Aim of the task -> Go through the entries below and collect each line with the string "impl" in it.

Source data ->

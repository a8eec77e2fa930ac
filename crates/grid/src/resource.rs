//! Content-addressed page resources
//!
//! Every artifact shipped to the rendering service (images, stylesheets,
//! fonts, the DOM itself) is addressed by the sha256 of its bytes. A
//! resource that could not be fetched still participates in the mapping,
//! carrying an error status code instead of content.

use ocular_transport::ResourceRef;
use serde_json::json;
use sha2::{Digest, Sha256};
use std::collections::BTreeMap;

/// Hard cap accepted by the rendering service (34.5 MiB).
pub const MAX_RESOURCE_SIZE: usize = 36_175_872;
/// Truncation target leaves headroom below the cap.
const TRUNCATED_SIZE: usize = MAX_RESOURCE_SIZE - 100 * 1024;

/// Content types that carry structural page data and must never be cut.
const UNTRUNCATABLE_TYPES: &[&str] = &["x-ocular-html/cdt", "x-ocular-vhs"];

/// Hosts that serve different content per requesting browser; their
/// resources are cached per browser, not globally.
const BROWSER_DEPENDENT_HOSTS: &[&str] = &["fonts.googleapis.com"];

#[derive(Debug, Clone)]
pub struct Resource {
    /// Cache identity. The URL, suffixed with `~{browser}` for
    /// browser-dependent hosts.
    pub id: String,
    pub url: Option<String>,
    pub content_type: String,
    pub value: Vec<u8>,
    pub error_status_code: Option<u16>,
    /// URLs this resource references (css/svg imports), used for
    /// recursive resolution.
    pub dependencies: Vec<String>,
}

impl Resource {
    pub fn new(
        url: impl Into<String>,
        content_type: impl Into<String>,
        value: Vec<u8>,
        browser_name: Option<&str>,
    ) -> Self {
        let url = url.into();
        let content_type = content_type.into();
        let value = maybe_truncate(value, &content_type);
        Self {
            id: resource_id(&url, browser_name),
            url: Some(url),
            content_type,
            value,
            error_status_code: None,
            dependencies: Vec::new(),
        }
    }

    /// A placeholder for a resource that could not be retrieved. The
    /// rendering service renders around it.
    pub fn unavailable(url: impl Into<String>, status: u16, browser_name: Option<&str>) -> Self {
        let url = url.into();
        Self {
            id: resource_id(&url, browser_name),
            url: Some(url),
            content_type: String::new(),
            value: Vec::new(),
            error_status_code: Some(status),
            dependencies: Vec::new(),
        }
    }

    pub fn with_dependencies(mut self, dependencies: Vec<String>) -> Self {
        self.dependencies = dependencies;
        self
    }

    pub fn hash(&self) -> ResourceRef {
        match self.error_status_code {
            Some(status) => ResourceRef::error(status),
            None => ResourceRef::sha256(sha256_hex(&self.value), self.content_type.clone()),
        }
    }
}

pub(crate) fn resource_id(url: &str, browser_name: Option<&str>) -> String {
    match browser_name {
        Some(browser) if !browser.is_empty() && is_browser_dependent(url) => {
            format!("{url}~{browser}")
        }
        _ => url.to_string(),
    }
}

fn is_browser_dependent(url: &str) -> bool {
    BROWSER_DEPENDENT_HOSTS.iter().any(|host| url.contains(host))
}

fn maybe_truncate(value: Vec<u8>, content_type: &str) -> Vec<u8> {
    let untruncatable = UNTRUNCATABLE_TYPES
        .iter()
        .any(|t| content_type.starts_with(t));
    if value.len() > MAX_RESOURCE_SIZE && !untruncatable {
        let mut value = value;
        value.truncate(TRUNCATED_SIZE);
        value
    } else {
        value
    }
}

pub fn sha256_hex(value: &[u8]) -> String {
    let mut hasher = Sha256::new();
    hasher.update(value);
    hex::encode(hasher.finalize())
}

/// Build the DOM resource for a page: the CDT node array plus a manifest of
/// every resource hash, keyed by URL in sorted order so identical pages
/// hash identically.
pub fn create_dom_resource(
    url: &str,
    cdt: &serde_json::Value,
    resources: &BTreeMap<String, ResourceRef>,
) -> Resource {
    let value = json!({
        "resources": resources,
        "domNodes": cdt,
    });
    // BTreeMap already serializes in key order; serde_json preserves
    // insertion order for the outer object.
    let bytes = serde_json::to_vec(&value).unwrap_or_default();
    Resource::new(url, "x-ocular-html/cdt", bytes, None)
}
//! Container naming scheme.
//!
//! Exactly two container names exist per host during normal operation:
//! `running_<host>` (the live instance) and `next_<host>` (the candidate
//! being health-checked). `retired_<host>` appears only transiently while
//! a swap promotes the candidate.

/// Name of the live container for a host.
pub fn running(host: &str) -> String {
    format!("running_{host}")
}

/// Name of the candidate container for a host.
pub fn next(host: &str) -> String {
    format!("next_{host}")
}

/// Transient name the outgoing container holds during a swap.
pub fn retired(host: &str) -> String {
    format!("retired_{host}")
}

/// Recover the host from a `running_<host>` container name, if it is one.
pub fn host_of_running(name: &str) -> Option<&str> {
    name.strip_prefix("running_")
}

Solution ->
impl Resource {
        url: impl Into<String>,
        content_type: impl Into<String>,
    pub fn unavailable(url: impl Into<String>, status: u16, browser_name: Option<&str>) -> Self {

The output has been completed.